Floridians’ consumer sentiment ticked up another half point to 97.8 in January – the highest reading since March 2002.
GAINESVILLE, FL – February 1, 2017 – Floridians’ consumer sentiment ticked up another half point to 97.8 in January – the highest reading since March 2002. It’s an increase from the 97.3 logged in December, according to the latest University of Florida (UF) consumer survey.
Florida’s upward trend also tracks the national figures released last week by the University of Michigan, with the national consumer sentiment index at the highest level since February 2004.
Of the five components that make up the Florida index, three increased and two decreased.
Perceptions of one’s personal financial situation now compared with a year ago showed the greatest increase, rising 5.4 points from 82.8 to 88.2. With the exception of those 60 and older, all Floridians shares this view.
Opinions as to whether it’s a good time to buy a big-ticket household item, such as an appliance, increased slightly from 101.2 to 102.3.
“Perceptions of current conditions improved among Floridians in the last month, as a result of the positive economic picture that prevailed in the state during the last year,” says Hector H. Sandoval, director of the Economic Analysis Program at UF’s Bureau of Economic and Business Research. “The recent surge in the level of confidence comes from perceptions and expectations about Floridians’ individual financial situations.”
And many Floridians expect their personal finances to continue to improve.
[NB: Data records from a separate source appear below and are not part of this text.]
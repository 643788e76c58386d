use serde::{Deserialize, Serialize};
use utoipa::ToSchema;

/// Terminal outcome of a checkup confirmation. `unclear` is not a variant —
/// it is represented as the absence of a resolution, and leaves the pending
/// prompt open for another attempt.
#[derive(Debug, Clone, Copy, PartialEq, Eq, Serialize, Deserialize, ToSchema)]
#[serde(rename_all = "snake_case")]
pub enum CheckupOutcome {
    Yes,
    No,
    Defer,
}

/// Which path produced the resolution.
#[derive(Debug, Clone, Copy, PartialEq, Eq, Serialize, Deserialize, ToSchema)]
#[serde(rename_all = "snake_case")]
pub enum ResolutionVia {
    /// Upstream structured signal (or the legacy boolean from the dispatcher)
    Dispatcher,
    /// Deterministic phrase matching on the user's message
    Deterministic,
}

/// A resolved checkup confirmation, tagged with its provenance.
#[derive(Debug, Clone, Copy, PartialEq, Eq, Serialize, ToSchema)]
pub struct CheckupResolution {
    pub kind: CheckupOutcome,
    pub via: ResolutionVia,
}

impl CheckupResolution {
    pub const fn dispatcher(kind: CheckupOutcome) -> Self {
        Self {
            kind,
            via: ResolutionVia::Dispatcher,
        }
    }

    pub const fn deterministic(kind: CheckupOutcome) -> Self {
        Self {
            kind,
            via: ResolutionVia::Deterministic,
        }
    }
}

/// Whether the upstream classifier considers the user's reply resolved.
#[derive(Debug, Clone, Copy, PartialEq, Eq, Serialize, Deserialize, ToSchema)]
#[serde(rename_all = "snake_case")]
pub enum SignalStatus {
    Resolved,
    Unresolved,
}

/// Confidence-scored classification of the user's reply, produced by an
/// upstream dispatcher. Untrusted input: the resolver only acts on it above
/// a confidence threshold, and only for the pending type it is asked about.
#[derive(Debug, Clone, Deserialize, ToSchema)]
pub struct PendingResolutionSignal {
    pub status: SignalStatus,
    /// Which pending question this signal answers (e.g. "checkup_entry")
    pub pending_type: String,
    /// Machine decision code (e.g. "checkup.accept"); may be absent when unresolved
    #[serde(default)]
    pub decision_code: Option<String>,
    /// Classifier confidence in [0, 1]
    pub confidence: f64,
}

/// Request to resolve a user's reply while a checkup invitation is pending.
#[derive(Debug, Deserialize, ToSchema)]
pub struct ResolveCheckupRequest {
    /// The raw free-text reply
    pub user_message: String,
    /// Legacy boolean signal from the dispatcher; checked after the structured signal
    #[serde(default)]
    pub wants_checkup_from_dispatcher: Option<bool>,
    /// Structured upstream classification, when the dispatcher produced one
    #[serde(default)]
    pub pending_resolution_signal: Option<PendingResolutionSignal>,
    /// Evaluation-run identifier for offline replay tracing; absent in production
    #[serde(default)]
    pub eval_run_id: Option<String>,
}

/// Resolver outcome. A null resolution means "still unclear, keep waiting" —
/// explicitly not an error.
#[derive(Debug, Clone, Copy, PartialEq, Eq, Serialize, ToSchema)]
pub struct ResolveCheckupResponse {
    /// Resolved outcome, or null while the reply is still unclear
    pub resolution: Option<CheckupResolution>,
}
use axum::extract::State;
use axum::http::StatusCode;
use axum::response::IntoResponse;
use axum::{Json, Router, routing::get};

use crate::HealthResponse;
use crate::state::AppState;

pub fn router() -> Router<AppState> {
    Router::new().route("/health", get(health_check))
}

/// Liveness probe against the history store. "Degraded" does not mean the
/// decision endpoints stop answering — reads fail open — it means cooldowns,
/// quotas, and rotation state are no longer being consulted, so decisions
/// are running on their defaults until the store comes back.
#[utoipa::path(
    get,
    path = "/health",
    responses(
        (status = 200, description = "History store reachable", body = HealthResponse),
        (status = 503, description = "History store unreachable; decisions running on fail-open defaults", body = HealthResponse)
    ),
    tag = "system"
)]
pub async fn health_check(State(state): State<AppState>) -> impl IntoResponse {
    let store_ok = sqlx::query_scalar::<_, i32>("SELECT 1")
        .fetch_one(&state.db)
        .await
        .is_ok();

    let (http_status, status) = status_for(store_ok);
    (
        http_status,
        Json(HealthResponse {
            status: status.to_string(),
            version: env!("CARGO_PKG_VERSION").to_string(),
        }),
    )
}

fn status_for(store_ok: bool) -> (StatusCode, &'static str) {
    if store_ok {
        (StatusCode::OK, "ok")
    } else {
        (StatusCode::SERVICE_UNAVAILABLE, "degraded")
    }
}

#[cfg(test)]
mod tests {
    use super::*;

    #[test]
    fn unreachable_store_reports_degraded_not_down() {
        assert_eq!(status_for(true), (StatusCode::OK, "ok"));
        assert_eq!(
            status_for(false),
            (StatusCode::SERVICE_UNAVAILABLE, "degraded")
        );
    }
}
use super::*;

/// Confidence floor below which a resolved upstream signal is ignored.
const SIGNAL_CONFIDENCE_THRESHOLD: f64 = 0.65;
/// The only pending type this resolver answers for.
const CHECKUP_PENDING_TYPE: &str = "checkup_entry";

// Length caps bound recall in favor of precision for the deterministic
// fallback only: a short confirmatory reply is unambiguous, a long message
// containing an affirmative word as an incidental substring is not. Caps
// apply to the normalized text, which is also what the phrases match.
const YES_MAX_LEN: usize = 60;
const DEFER_MAX_LEN: usize = 120;
const NO_MAX_LEN: usize = 80;

// Curated phrase sets, already in normalized form (lowercase, diacritics
// stripped, punctuation collapsed to single spaces).
const YES_PHRASES: &[&str] = &[
    "oui",
    "ouais",
    "ok",
    "okay",
    "oki",
    "d accord",
    "daccord",
    "ca marche",
    "ca me va",
    "c est parti",
    "volontiers",
    "avec plaisir",
    "pourquoi pas",
    "je veux bien",
    "carrement",
    "allons y",
    "vas y",
    "go",
    "yes",
];

const DEFER_PHRASES: &[&str] = &[
    "plus tard",
    "pas maintenant",
    "pas tout de suite",
    "pas aujourd hui",
    "une autre fois",
    "un autre moment",
    "tout a l heure",
    "ce soir",
    "demain",
    "la semaine prochaine",
    "dans un moment",
];

const NO_PHRASES: &[&str] = &[
    "non",
    "no",
    "nope",
    "pas envie",
    "pas interesse",
    "pas interessee",
    "je ne veux pas",
    "je veux pas",
    "laisse tomber",
    "sans facon",
    "pas la peine",
    "jamais",
];

/// Explicit disposition of the upstream signal — dispatched by match, never
/// by implicit fallthrough. Signal absence is the `None` at the call site.
#[derive(Debug, PartialEq)]
pub(super) enum SignalDisposition<'a> {
    /// Resolved for our pending type with enough confidence to act on
    ResolvedHighConfidence(&'a str),
    /// Resolved but below the confidence floor — ignored
    ResolvedLowConfidence,
    /// Unresolved, foreign pending type, or missing decision code — ignored
    Unresolved,
}

pub(super) fn classify_signal(signal: &PendingResolutionSignal) -> SignalDisposition<'_> {
    if signal.status != SignalStatus::Resolved || signal.pending_type != CHECKUP_PENDING_TYPE {
        return SignalDisposition::Unresolved;
    }
    let Some(code) = signal.decision_code.as_deref() else {
        return SignalDisposition::Unresolved;
    };
    if signal.confidence >= SIGNAL_CONFIDENCE_THRESHOLD {
        SignalDisposition::ResolvedHighConfidence(code)
    } else {
        SignalDisposition::ResolvedLowConfidence
    }
}

fn outcome_from_code(code: &str) -> Option<CheckupOutcome> {
    match code {
        "checkup.accept" => Some(CheckupOutcome::Yes),
        "checkup.defer" | "common.defer" => Some(CheckupOutcome::Defer),
        "checkup.decline" => Some(CheckupOutcome::No),
        _ => None,
    }
}

/// Resolve a user's reply to a pending checkup invitation.
///
/// Order: high-confidence structured signal, then the legacy dispatcher
/// boolean, then deterministic phrase matching. `None` means still unclear —
/// the caller keeps the prompt pending.
pub(super) fn resolve_reply(req: &ResolveCheckupRequest) -> Option<CheckupResolution> {
    if let Some(signal) = &req.pending_resolution_signal {
        match classify_signal(signal) {
            SignalDisposition::ResolvedHighConfidence(code) => {
                if let Some(kind) = outcome_from_code(code) {
                    return Some(CheckupResolution::dispatcher(kind));
                }
                // Unrecognized decision codes fall through to the other paths.
            }
            SignalDisposition::ResolvedLowConfidence | SignalDisposition::Unresolved => {}
        }
    }

    if let Some(wants) = req.wants_checkup_from_dispatcher {
        let kind = if wants {
            CheckupOutcome::Yes
        } else {
            CheckupOutcome::No
        };
        return Some(CheckupResolution::dispatcher(kind));
    }

    deterministic_outcome(&normalize_message(&req.user_message))
        .map(CheckupResolution::deterministic)
}

/// Deterministic fallback over the normalized message. Match order is
/// yes → defer → no, with one pinned tie-break: when a text matches both a
/// defer phrase and a no phrase ("non, plus tard"), the explicit negation
/// wins.
pub(super) fn deterministic_outcome(normalized: &str) -> Option<CheckupOutcome> {
    if normalized.is_empty() {
        return None;
    }
    let len = normalized.chars().count();

    if len <= YES_MAX_LEN && matches_any(normalized, YES_PHRASES) {
        return Some(CheckupOutcome::Yes);
    }
    let defer = len <= DEFER_MAX_LEN && matches_any(normalized, DEFER_PHRASES);
    let no = len <= NO_MAX_LEN && matches_any(normalized, NO_PHRASES);
    match (defer, no) {
        (true, true) | (false, true) => Some(CheckupOutcome::No),
        (true, false) => Some(CheckupOutcome::Defer),
        (false, false) => None,
    }
}

fn matches_any(normalized: &str, phrases: &[&str]) -> bool {
    let padded = format!(" {normalized} ");
    phrases
        .iter()
        .any(|phrase| padded.contains(&format!(" {phrase} ")))
}

/// Lowercase, strip diacritics, collapse non-alphanumeric runs to single
/// spaces, trim. Phrase sets are written in this same normalized form.
pub(super) fn normalize_message(raw: &str) -> String {
    let mut out = String::with_capacity(raw.len());
    let mut pending_space = false;
    for ch in raw.to_lowercase().chars() {
        match ch {
            'œ' => push_word(&mut out, "oe", &mut pending_space),
            'æ' => push_word(&mut out, "ae", &mut pending_space),
            _ => {
                let folded = fold_diacritic(ch);
                if folded.is_alphanumeric() {
                    if pending_space && !out.is_empty() {
                        out.push(' ');
                    }
                    pending_space = false;
                    out.push(folded);
                } else {
                    pending_space = true;
                }
            }
        }
    }
    out
}

fn push_word(out: &mut String, word: &str, pending_space: &mut bool) {
    if *pending_space && !out.is_empty() {
        out.push(' ');
    }
    *pending_space = false;
    out.push_str(word);
}

fn fold_diacritic(ch: char) -> char {
    match ch {
        'à' | 'â' | 'ä' | 'á' | 'ã' => 'a',
        'é' | 'è' | 'ê' | 'ë' => 'e',
        'î' | 'ï' | 'í' => 'i',
        'ô' | 'ö' | 'ó' | 'õ' => 'o',
        'ù' | 'û' | 'ü' | 'ú' => 'u',
        'ç' => 'c',
        'ÿ' => 'y',
        _ => ch,
    }
}

#[cfg(test)]
mod tests {
    use super::*;
    use relance_core::checkup::ResolutionVia;

    fn text_only(message: &str) -> ResolveCheckupRequest {
        ResolveCheckupRequest {
            user_message: message.to_string(),
            wants_checkup_from_dispatcher: None,
            pending_resolution_signal: None,
            eval_run_id: None,
        }
    }

    fn signal(status: SignalStatus, code: Option<&str>, confidence: f64) -> PendingResolutionSignal {
        PendingResolutionSignal {
            status,
            pending_type: CHECKUP_PENDING_TYPE.to_string(),
            decision_code: code.map(str::to_string),
            confidence,
        }
    }

    #[test]
    fn normalizes_case_diacritics_and_punctuation() {
        assert_eq!(normalize_message("Éh... OUI !!"), "eh oui");
        assert_eq!(normalize_message("D'accord"), "d accord");
        assert_eq!(normalize_message("  ça  marche,  à plus  "), "ca marche a plus");
    }

    #[test]
    fn d_accord_resolves_yes_deterministically() {
        let resolution = resolve_reply(&text_only("D'accord")).unwrap();
        assert_eq!(resolution.kind, CheckupOutcome::Yes);
        assert_eq!(resolution.via, ResolutionVia::Deterministic);
    }

    #[test]
    fn negation_beats_defer_when_both_match() {
        // "Non, plus tard" matches both the defer set ("plus tard") and the
        // no set ("non"); the pinned tie-break gives the negation precedence.
        let resolution = resolve_reply(&text_only("Non, plus tard")).unwrap();
        assert_eq!(resolution.kind, CheckupOutcome::No);
        assert_eq!(resolution.via, ResolutionVia::Deterministic);
    }

    #[test]
    fn plain_defer_phrase_resolves_defer() {
        let resolution = resolve_reply(&text_only("plus tard peut-être")).unwrap();
        assert_eq!(resolution.kind, CheckupOutcome::Defer);
    }

    #[test]
    fn dispatcher_boolean_overrides_unclear_text() {
        let req = ResolveCheckupRequest {
            wants_checkup_from_dispatcher: Some(true),
            ..text_only("je sais pas")
        };
        let resolution = resolve_reply(&req).unwrap();
        assert_eq!(resolution.kind, CheckupOutcome::Yes);
        assert_eq!(resolution.via, ResolutionVia::Dispatcher);
    }

    #[test]
    fn dispatcher_boolean_false_resolves_no() {
        let req = ResolveCheckupRequest {
            wants_checkup_from_dispatcher: Some(false),
            ..text_only("hmm")
        };
        let resolution = resolve_reply(&req).unwrap();
        assert_eq!(resolution.kind, CheckupOutcome::No);
        assert_eq!(resolution.via, ResolutionVia::Dispatcher);
    }

    #[test]
    fn high_confidence_accept_wins_over_contradicting_text() {
        let req = ResolveCheckupRequest {
            pending_resolution_signal: Some(signal(
                SignalStatus::Resolved,
                Some("checkup.accept"),
                0.92,
            )),
            ..text_only("non merci")
        };
        let resolution = resolve_reply(&req).unwrap();
        assert_eq!(resolution.kind, CheckupOutcome::Yes);
        assert_eq!(resolution.via, ResolutionVia::Dispatcher);
    }

    #[test]
    fn low_confidence_signal_falls_through_to_text() {
        let req = ResolveCheckupRequest {
            pending_resolution_signal: Some(signal(
                SignalStatus::Resolved,
                Some("checkup.accept"),
                0.42,
            )),
            ..text_only("oui")
        };
        let resolution = resolve_reply(&req).unwrap();
        assert_eq!(resolution.kind, CheckupOutcome::Yes);
        assert_eq!(resolution.via, ResolutionVia::Deterministic);
    }

    #[test]
    fn common_defer_code_maps_to_defer() {
        let req = ResolveCheckupRequest {
            pending_resolution_signal: Some(signal(
                SignalStatus::Resolved,
                Some("common.defer"),
                0.80,
            )),
            ..text_only("")
        };
        assert_eq!(resolve_reply(&req).unwrap().kind, CheckupOutcome::Defer);
    }

    #[test]
    fn decline_code_maps_to_no() {
        let req = ResolveCheckupRequest {
            pending_resolution_signal: Some(signal(
                SignalStatus::Resolved,
                Some("checkup.decline"),
                0.71,
            )),
            ..text_only("")
        };
        assert_eq!(resolve_reply(&req).unwrap().kind, CheckupOutcome::No);
    }

    #[test]
    fn unrecognized_code_falls_through_to_deterministic() {
        let req = ResolveCheckupRequest {
            pending_resolution_signal: Some(signal(
                SignalStatus::Resolved,
                Some("checkup.reschedule"),
                0.95,
            )),
            ..text_only("oui")
        };
        let resolution = resolve_reply(&req).unwrap();
        assert_eq!(resolution.via, ResolutionVia::Deterministic);
        assert_eq!(resolution.kind, CheckupOutcome::Yes);
    }

    #[test]
    fn foreign_pending_type_is_ignored() {
        let mut foreign = signal(SignalStatus::Resolved, Some("checkup.accept"), 0.99);
        foreign.pending_type = "plan_update".to_string();
        assert_eq!(classify_signal(&foreign), SignalDisposition::Unresolved);
    }

    #[test]
    fn unresolved_signal_is_ignored() {
        let req = ResolveCheckupRequest {
            pending_resolution_signal: Some(signal(SignalStatus::Unresolved, None, 0.99)),
            ..text_only("oui")
        };
        assert_eq!(
            resolve_reply(&req).unwrap().via,
            ResolutionVia::Deterministic
        );
    }

    #[test]
    fn long_message_with_incidental_yes_stays_unclear() {
        let long = "oui enfin je ne sais pas trop, il faudrait que je regarde mon agenda \
                    parce que cette semaine est vraiment très chargée au travail";
        assert_eq!(resolve_reply(&text_only(long)), None);
    }

    #[test]
    fn unrelated_text_stays_unclear() {
        assert_eq!(resolve_reply(&text_only("je sais pas trop")), None);
        assert_eq!(resolve_reply(&text_only("")), None);
    }

    #[test]
    fn phrase_match_respects_word_boundaries() {
        // "sinon" must not match the bare "non" phrase.
        assert_eq!(deterministic_outcome("sinon on verra"), None);
    }
}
Expectations of personal finances a year from now rose 2.5 points, from 103.9 to 106.4.
However, views on the future of the national economy were gloomier: Expectations of U.S. economic conditions over the next year dropped 3.3 points, from 99.9 to 96.6, while anticipated U.S. economic conditions over the next five years decreased 2.7 points from 98.5 to 95.8.
Economic data in Florida continues to be generally positive. Although the December unemployment rate in Florida remained at 4.9 percent, the number of jobs added last year statewide was 251,400 – a 3.1 percent increase year-to-year. The industry sector gaining most jobs was leisure and hospitality, followed by education and health services, then professional and business services.
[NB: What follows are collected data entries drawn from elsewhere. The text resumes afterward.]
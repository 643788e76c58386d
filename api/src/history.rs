//! Read-only client for the delivery subsystem's `message_history` table.
//!
//! Every read here fails open: a store error degrades outreach *precision*
//! (a cooldown or quota may be missed once), never outreach availability.
//! This is deliberate — failing closed would silently suppress all proactive
//! messages during any transient store blip.

use chrono::{DateTime, Datelike, Duration, NaiveTime, Utc};
use sqlx::PgPool;
use uuid::Uuid;

/// Start of the current UTC calendar day.
pub fn day_start(now: DateTime<Utc>) -> DateTime<Utc> {
    now.date_naive().and_time(NaiveTime::MIN).and_utc()
}

/// Most recent Monday 00:00 UTC, computed from the ISO day-of-week.
/// Anchors the weekly quota window to calendar weeks rather than a trailing
/// 7×24h window, so quota fairness resets at the same instant for everyone.
pub fn week_anchor(now: DateTime<Utc>) -> DateTime<Utc> {
    let days_since_monday = i64::from(now.weekday().num_days_from_monday());
    let monday = now.date_naive() - Duration::days(days_since_monday);
    monday.and_time(NaiveTime::MIN).and_utc()
}

fn owned_keys(keys: &[&str]) -> Vec<String> {
    keys.iter().map(|key| key.to_string()).collect()
}

/// Has any proactive message (any category) been sent to this user today?
/// Fails open to `false`: an erroring store never blocks the cascade.
pub async fn sent_any_today(db: &PgPool, user_id: Uuid, now: DateTime<Utc>) -> bool {
    let result = sqlx::query_scalar::<_, bool>(
        r#"
        SELECT EXISTS (
            SELECT 1 FROM message_history
            WHERE user_id = $1 AND created_at >= $2
        )
        "#,
    )
    .bind(user_id)
    .bind(day_start(now))
    .fetch_one(db)
    .await;

    match result {
        Ok(sent) => sent,
        Err(err) => {
            tracing::warn!(
                user_id = %user_id,
                error = ?err,
                "message_history read failed; failing open (treating as not sent today)"
            );
            false
        }
    }
}

/// True when none of `keys` were sent to the user within the trailing
/// `hours_lookback` hours. Fails open to `true`.
pub async fn cooldown_clear(
    db: &PgPool,
    user_id: Uuid,
    keys: &[&str],
    hours_lookback: i64,
    now: DateTime<Utc>,
) -> bool {
    let cutoff = now - Duration::hours(hours_lookback);
    let result = sqlx::query_scalar::<_, bool>(
        r#"
        SELECT NOT EXISTS (
            SELECT 1 FROM message_history
            WHERE user_id = $1 AND template_key = ANY($2) AND created_at >= $3
        )
        "#,
    )
    .bind(user_id)
    .bind(owned_keys(keys))
    .bind(cutoff)
    .fetch_one(db)
    .await;

    match result {
        Ok(clear) => clear,
        Err(err) => {
            tracing::warn!(
                user_id = %user_id,
                error = ?err,
                "cooldown lookup failed; failing open (treating cooldown as clear)"
            );
            true
        }
    }
}

/// Number of sends from `keys` at or after `since`. Fails open to `0`
/// (quota treated as unmet).
pub async fn sends_since(
    db: &PgPool,
    user_id: Uuid,
    keys: &[&str],
    since: DateTime<Utc>,
) -> i64 {
    let result = sqlx::query_scalar::<_, i64>(
        r#"
        SELECT COUNT(*)::BIGINT FROM message_history
        WHERE user_id = $1 AND template_key = ANY($2) AND created_at >= $3
        "#,
    )
    .bind(user_id)
    .bind(owned_keys(keys))
    .bind(since)
    .fetch_one(db)
    .await;

    match result {
        Ok(count) => count,
        Err(err) => {
            tracing::warn!(
                user_id = %user_id,
                error = ?err,
                "quota lookup failed; failing open (treating quota as unmet)"
            );
            0
        }
    }
}

/// The last `limit` template keys sent to the user from `keys`, newest
/// first. Fails open to an empty list (rotation resets to its first key).
pub async fn recent_keys(
    db: &PgPool,
    user_id: Uuid,
    keys: &[&str],
    limit: i64,
) -> Vec<String> {
    let result = sqlx::query_scalar::<_, String>(
        r#"
        SELECT template_key FROM message_history
        WHERE user_id = $1 AND template_key = ANY($2)
        ORDER BY created_at DESC
        LIMIT $3
        "#,
    )
    .bind(user_id)
    .bind(owned_keys(keys))
    .bind(limit)
    .fetch_all(db)
    .await;

    match result {
        Ok(recent) => recent,
        Err(err) => {
            tracing::warn!(
                user_id = %user_id,
                error = ?err,
                "rotation history lookup failed; failing open (empty history)"
            );
            Vec::new()
        }
    }
}

#[cfg(test)]
mod tests {
    use super::*;
    use chrono::TimeZone;

    #[test]
    fn week_anchor_on_a_wednesday_is_previous_monday_midnight() {
        // Wednesday 2026-08-26 15:42:10 UTC
        let now = Utc.with_ymd_and_hms(2026, 8, 26, 15, 42, 10).unwrap();
        let anchor = week_anchor(now);
        assert_eq!(anchor, Utc.with_ymd_and_hms(2026, 8, 24, 0, 0, 0).unwrap());
    }

    #[test]
    fn week_anchor_on_monday_midnight_is_itself() {
        let now = Utc.with_ymd_and_hms(2026, 8, 24, 0, 0, 0).unwrap();
        assert_eq!(week_anchor(now), now);
    }

    #[test]
    fn week_anchor_on_sunday_reaches_back_six_days() {
        // Sunday 2026-08-30 23:59:59 UTC still belongs to the week of the 24th
        let now = Utc.with_ymd_and_hms(2026, 8, 30, 23, 59, 59).unwrap();
        assert_eq!(
            week_anchor(now),
            Utc.with_ymd_and_hms(2026, 8, 24, 0, 0, 0).unwrap()
        );
    }

    #[test]
    fn day_start_truncates_to_utc_midnight() {
        let now = Utc.with_ymd_and_hms(2026, 1, 5, 9, 30, 0).unwrap();
        assert_eq!(
            day_start(now),
            Utc.with_ymd_and_hms(2026, 1, 5, 0, 0, 0).unwrap()
        );
    }
}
“There is no doubt that the state’s economy is in better shape than it was several years ago,” Sandoval says. “However, both short- and long-run expectations about the national economic situation are pessimistic, particularly over the next year. These negative expectations are shared by most Floridians but are strongest among those with incomes under $50,000.”
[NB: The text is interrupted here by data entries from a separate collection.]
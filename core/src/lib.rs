pub mod checkup;
pub mod error;
pub mod outreach;
//! Custom extractors that convert axum rejections to structured AppError responses.
//!
//! Use `AppJson<T>` as a drop-in replacement for `axum::Json<T>` in handler
//! signatures. This is where a missing `user_id` or `window_state` becomes a
//! structured 400 — before any history-store lookup runs.

use axum::{
    Json,
    extract::{FromRequest, Request, rejection::JsonRejection},
};

use crate::error::AppError;

/// JSON extractor that converts deserialization errors to structured `AppError` responses.
pub struct AppJson<T>(pub T);

impl<S, T> FromRequest<S> for AppJson<T>
where
    Json<T>: FromRequest<S, Rejection = JsonRejection>,
    S: Send + Sync,
{
    type Rejection = AppError;

    async fn from_request(req: Request, state: &S) -> Result<Self, Self::Rejection> {
        match Json::<T>::from_request(req, state).await {
            Ok(Json(value)) => Ok(AppJson(value)),
            Err(rejection) => Err(map_json_rejection(rejection)),
        }
    }
}

/// Convert a `JsonRejection` to a structured `AppError::Validation`.
pub fn map_json_rejection(rejection: JsonRejection) -> AppError {
    let body_text = rejection.body_text();

    // Extract a useful field hint from common serde error patterns:
    // "missing field `window_state`" → field = "window_state"
    let field_hint = extract_field_from_serde_message(&body_text);

    AppError::Validation {
        message: format!("Invalid request body: {body_text}"),
        field: Some(field_hint.unwrap_or("body".to_string())),
        received: None,
        docs_hint: Some(
            "Check the request body against the endpoint's schema (GET /api-doc/openapi.json)."
                .to_string(),
        ),
    }
}

/// Try to extract a field name from serde's error messages.
fn extract_field_from_serde_message(msg: &str) -> Option<String> {
    for pattern in ["missing field `", "unknown field `"] {
        if let Some(start) = msg.find(pattern) {
            let after = &msg[start + pattern.len()..];
            if let Some(end) = after.find('`') {
                return Some(after[..end].to_string());
            }
        }
    }
    None
}

#[cfg(test)]
mod tests {
    use super::*;

    #[test]
    fn extracts_missing_field_name() {
        let msg = "Failed to deserialize: missing field `window_state` at line 1 column 42";
        assert_eq!(
            extract_field_from_serde_message(msg),
            Some("window_state".to_string())
        );
    }

    #[test]
    fn extracts_unknown_field_name() {
        let msg = "unknown field `foo`, expected one of `user_id`, `window_state`";
        assert_eq!(
            extract_field_from_serde_message(msg),
            Some("foo".to_string())
        );
    }

    #[test]
    fn returns_none_for_generic_error() {
        let msg = "invalid type: string, expected u64";
        assert_eq!(extract_field_from_serde_message(msg), None);
    }
}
Sandoval thinks the diminished national expectations may reflect uncertainty associated with upcoming economic policy changes under the new U.S. administration. “The next few months will be key to understanding these changes and assessing their potential impact on the economy,” he adds.
Conducted Jan. 1-26, the UF study reflects the responses of 449 individuals reached on cellphones, representing a demographic cross section of Florida. The index used by UF researchers is benchmarked to 1966, which means a value of 100 represents the same level of confidence for that year. The lowest index possible is a 2, the highest is 150.